Friday, August 26, 2022

Giant African Tree Snails and The Rat Lungworm Angiostrongylus cantonensis. Bad News

 This parasite caught my attention because it is  extremely important in Micronesia, yet  practically unknown to physicians who work in the islands.  

 In Chuuk (formerly known as Truk), Alicata described infection with this severe parasite from eating raw African Giant Snails, as well as eating raw shrimp.  On Guam, a dish known as Shrimp Kelaguen is highly valued at fiestas and parties.  Raw shrimp, Macrobrachium sp., are squeezed into the mix.  This, the Rat Lungworm, is transmitted by the shrimp and the snail as intermediate hosts.   In humans, who are not part of the natural life cycle of the parasite, these worms cause Eosinophyllic Meningitis.  

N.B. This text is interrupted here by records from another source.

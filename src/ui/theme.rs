use crate::node::NodeKind;
use owo_colors::Style;
use std::sync::OnceLock;

static THEME: OnceLock<Theme> = OnceLock::new();

#[derive(Debug, Clone)]
pub struct Theme {
    pub header: Style,
    pub success: Style,
    pub error: Style,
    pub warn: Style,
    pub info: Style,
    pub dim: Style,
    pub scope: Style,
    pub definition: Style,
    pub import: Style,
    pub reference: Style,
    pub unresolved: Style,
}

impl Theme {
    pub fn detect() -> Self {
        if !console::Term::stdout().is_term() || !console::colors_enabled() {
            return Self::plain();
        }
        Self::colored()
    }

    pub fn colored() -> Self {
        Self {
            header: Style::new().cyan().bold(),
            success: Style::new().green().bold(),
            error: Style::new().red().bold(),
            warn: Style::new().yellow().bold(),
            info: Style::new().magenta(),
            dim: Style::new().white().dimmed(),
            scope: Style::new().white().dimmed(),
            definition: Style::new().blue().bold(),
            import: Style::new().cyan().bold(),
            reference: Style::new().green(),
            unresolved: Style::new().yellow().italic(),
        }
    }

    pub fn plain() -> Self {
        Self {
            header: Style::new(),
            success: Style::new(),
            error: Style::new(),
            warn: Style::new(),
            info: Style::new(),
            dim: Style::new(),
            scope: Style::new(),
            definition: Style::new(),
            import: Style::new(),
            reference: Style::new(),
            unresolved: Style::new(),
        }
    }

    /// Style for the name of a graph node; `bound` only matters for references
    pub fn node(&self, node: &NodeKind, bound: bool) -> Style {
        match node {
            NodeKind::Scope(_) => self.scope.clone(),
            NodeKind::Def(_) => self.definition.clone(),
            NodeKind::Import(_) => self.import.clone(),
            NodeKind::Ref(_) if bound => self.reference.clone(),
            NodeKind::Ref(_) => self.unresolved.clone(),
        }
    }
}

pub fn theme() -> &'static Theme {
    THEME.get_or_init(Theme::detect)
}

https://www.cdc.gov/dpdx/angiostrongyliasis_can/modules/Angio_cant_LifeCycle_lg.jpg
The Life Cycle.

 

Eosinophyllic Meningintis is a serious disease that is seldom diagnosed because it is difficult to detect.  Physicians working in Chuuk, for example, when I interviewed them in 1987 or 1988, did not know about this worm.  When I mentioned "Angiostrongylus cantonensis" to a physician at CHuuk Hospital who had a bachelor's degree in Parasitology, he thought I was referring to Strongyloides, the whip worm, a common intestinal disease in the islands.  This physician was well trained, and deeply engaged in his work: he took the initiative of personally performing the microscopical observations of fecal samples for Ova and Parasites (O&P); yet he did not know this worm that is well documented in the islands.

 


From Alicata 1991 with carriers.

 


Elmer Noble was a co-author of the textbook for the Parasitology course I was enrolled in, at UCSB, in 1984.  Dr. Noble visited our campus, where I think he previously had taught, and presented a guest lecture.  He warned us that physicians he had met during his travels in Asia were not well trained concerning parasites.  He often diagnosed persons whose parasitic infections had been overlooked in routine hospital exams, for example  in Japan.  So it is not unsurprizing that Angiostrongylus cantonensis is not well known in Micronesia; but this is especially concerning when a book and multiple research papers had been published on this issue by an expert in the field.

From Alicata 1991



References

Alicata, J.E., 1991. The discovery of Angiostrongylus cantonensis as a cause of human eosinophilic meningitis. Parasitology Today, 7(6), pp.151-153.
 
 Alicata, J.E., 1965. Biology and distribution of the rat lungworm, Angiostrongylus cantonensis, and its relationship to eosinophilic meningoencephalitis and other neurological disorders of man and animals. Advances in parasitology, 3, pp.223-248.
 
 Yeung, N.W., Hayes, K.A. and Cowie, R.H., 2013. Effects of washing produce contaminated with the snail and slug hosts of Angiostrongylus cantonensis with three common household solutions. Hawai'i Journal of Medicine & Public Health, 72(6 Suppl 2), p.83.